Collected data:
+--
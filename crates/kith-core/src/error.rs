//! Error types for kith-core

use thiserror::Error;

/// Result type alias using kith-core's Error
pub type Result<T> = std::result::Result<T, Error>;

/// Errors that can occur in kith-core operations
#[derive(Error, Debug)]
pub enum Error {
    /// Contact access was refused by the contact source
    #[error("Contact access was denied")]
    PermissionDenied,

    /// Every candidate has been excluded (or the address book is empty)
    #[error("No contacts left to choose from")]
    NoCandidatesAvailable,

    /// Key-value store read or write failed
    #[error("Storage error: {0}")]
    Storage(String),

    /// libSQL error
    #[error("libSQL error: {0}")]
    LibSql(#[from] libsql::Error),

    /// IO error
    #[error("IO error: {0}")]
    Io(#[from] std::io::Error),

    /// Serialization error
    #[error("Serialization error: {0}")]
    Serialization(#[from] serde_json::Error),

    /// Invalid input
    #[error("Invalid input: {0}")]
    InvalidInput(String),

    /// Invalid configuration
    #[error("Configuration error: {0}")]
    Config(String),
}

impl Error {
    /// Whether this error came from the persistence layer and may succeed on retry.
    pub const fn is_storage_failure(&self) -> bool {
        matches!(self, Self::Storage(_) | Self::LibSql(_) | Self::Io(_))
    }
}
+--
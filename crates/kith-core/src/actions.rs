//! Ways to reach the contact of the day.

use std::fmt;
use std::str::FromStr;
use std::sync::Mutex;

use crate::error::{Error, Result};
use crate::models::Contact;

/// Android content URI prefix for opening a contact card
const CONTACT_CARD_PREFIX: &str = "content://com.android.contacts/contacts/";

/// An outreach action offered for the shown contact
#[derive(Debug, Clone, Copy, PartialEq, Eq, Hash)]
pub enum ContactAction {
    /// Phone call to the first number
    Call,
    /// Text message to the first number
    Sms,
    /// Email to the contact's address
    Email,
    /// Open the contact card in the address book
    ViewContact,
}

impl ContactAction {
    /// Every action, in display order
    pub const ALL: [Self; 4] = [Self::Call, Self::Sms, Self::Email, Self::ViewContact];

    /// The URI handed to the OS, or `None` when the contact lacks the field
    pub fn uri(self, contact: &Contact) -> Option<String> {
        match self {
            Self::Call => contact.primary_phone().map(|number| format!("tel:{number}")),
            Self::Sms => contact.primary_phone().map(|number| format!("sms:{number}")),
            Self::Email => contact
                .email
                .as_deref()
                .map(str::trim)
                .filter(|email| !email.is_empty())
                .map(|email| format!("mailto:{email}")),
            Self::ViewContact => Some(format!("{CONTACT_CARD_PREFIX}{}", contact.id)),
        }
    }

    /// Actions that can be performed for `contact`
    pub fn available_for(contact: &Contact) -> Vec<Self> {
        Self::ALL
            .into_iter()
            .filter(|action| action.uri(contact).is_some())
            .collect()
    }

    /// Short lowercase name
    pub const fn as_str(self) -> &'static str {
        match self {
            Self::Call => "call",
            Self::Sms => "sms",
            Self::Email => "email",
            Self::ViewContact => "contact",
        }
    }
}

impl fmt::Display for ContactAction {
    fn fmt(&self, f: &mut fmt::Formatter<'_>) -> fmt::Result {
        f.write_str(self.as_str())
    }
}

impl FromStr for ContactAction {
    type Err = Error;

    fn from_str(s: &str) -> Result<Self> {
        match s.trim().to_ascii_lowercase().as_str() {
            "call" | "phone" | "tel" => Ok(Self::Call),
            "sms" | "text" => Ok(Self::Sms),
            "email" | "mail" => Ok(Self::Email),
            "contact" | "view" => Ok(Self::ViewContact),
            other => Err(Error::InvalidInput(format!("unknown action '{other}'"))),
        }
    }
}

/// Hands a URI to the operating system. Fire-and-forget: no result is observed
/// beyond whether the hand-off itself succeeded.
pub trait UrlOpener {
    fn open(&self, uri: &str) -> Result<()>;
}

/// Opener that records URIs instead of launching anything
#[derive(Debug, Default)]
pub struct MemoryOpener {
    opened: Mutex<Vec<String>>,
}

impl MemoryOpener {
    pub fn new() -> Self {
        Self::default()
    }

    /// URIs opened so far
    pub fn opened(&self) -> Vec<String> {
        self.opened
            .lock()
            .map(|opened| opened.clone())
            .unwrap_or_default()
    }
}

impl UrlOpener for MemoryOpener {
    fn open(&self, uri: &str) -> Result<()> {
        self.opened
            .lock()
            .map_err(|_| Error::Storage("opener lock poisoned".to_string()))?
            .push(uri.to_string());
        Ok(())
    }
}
+--
Where the word "FromStr" shows up in a line of the entries above, copy that line.

■ Answer box
use std::str::FromStr;
impl FromStr for ContactAction {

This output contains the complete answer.